Jeddo is an unincorporated community in Bastrop County, Texas, United States. According to the Handbook of Texas, the community had a population of 75 in 2000. It is located within the Greater Austin metropolitan area.

History
The community was founded in 1874 when a post office was established. Five years later the community was described as a thriving village. In 1890 the population was estimated at twenty, and Jeddo had one general store. Population estimates took an unexplained rise later in the decade, with 560 reported in 1896 and 559 in 1904. But the community quickly faded to a population of twelve in 1914, then dropped from population lists until about 1933, when ten people and two businesses were reported. The post office closed in 1927. From 1939 to 2000 the population was estimated at seventy-five.

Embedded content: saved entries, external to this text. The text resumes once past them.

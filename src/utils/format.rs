//! Numeric formatting for VCF fields.

/// Number of significant digits used for BAF, LRR and GC values
pub const METRIC_DIGITS: usize = 4;

/// Format a float with a fixed number of significant digits, `%g` style.
///
/// Uses plain notation when the decimal exponent lies in `[-4, digits)` and
/// scientific notation (`1.234e+05`) otherwise. Trailing zeros in the
/// fraction are removed.
///
/// # Examples
///
/// ```
/// use array_vcf::utils::format::format_significant;
///
/// assert_eq!(format_significant(0.5, 4), "0.5");
/// assert_eq!(format_significant(-0.01234567, 4), "-0.01235");
/// assert_eq!(format_significant(123456.0, 4), "1.235e+05");
/// ```
#[must_use]
pub fn format_significant(value: f64, digits: usize) -> String {
    let digits = digits.max(1);

    if value.is_nan() {
        return "NaN".to_string();
    }
    if value.is_infinite() {
        return if value > 0.0 { "+Inf" } else { "-Inf" }.to_string();
    }
    if value == 0.0 {
        return "0".to_string();
    }

    // Scientific rendering fixes the rounded exponent
    let scientific = format!("{:.*e}", digits - 1, value);
    let (mantissa, exponent) = match scientific.split_once('e') {
        Some((mantissa, exponent)) => (mantissa, exponent.parse::<i32>().unwrap_or(0)),
        None => (scientific.as_str(), 0),
    };

    let precision = i32::try_from(digits).unwrap_or(i32::MAX);
    if exponent < -4 || exponent >= precision {
        let sign = if exponent < 0 { '-' } else { '+' };
        format!(
            "{}e{sign}{:02}",
            trim_fraction(mantissa),
            exponent.unsigned_abs()
        )
    } else {
        let decimals = usize::try_from(precision - 1 - exponent).unwrap_or(0);
        trim_fraction(&format!("{value:.decimals$}")).to_string()
    }
}

/// Format a per-sample metric or GC value
#[must_use]
pub fn format_metric(value: f64) -> String {
    format_significant(value, METRIC_DIGITS)
}

fn trim_fraction(s: &str) -> &str {
    if s.contains('.') {
        s.trim_end_matches('0').trim_end_matches('.')
    } else {
        s
    }
}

The Jeddo Cemetery was founded in 1865. It is maintained by the Jeddo Cemetery Association, current as of 2011. There are 166 marked graves in the Jeddo Cemetery, the oldest dated 1835.

Geography
Jeddo is situated  south of Rosanky in the southern tip of Bastrop County. It is also located  away from Bastrop, the county seat.

Education
In 1891, the settlement had two schools, one with thirty black students and the other with twenty-nine white students. In 1919, area residents voted for a school tax and had a school building erected. In 1930, the eight-grade school had two teachers and thirty pupils. The Jeddo area is entirely served by the Smithville Independent School District, approx. 18 miles to the northeast.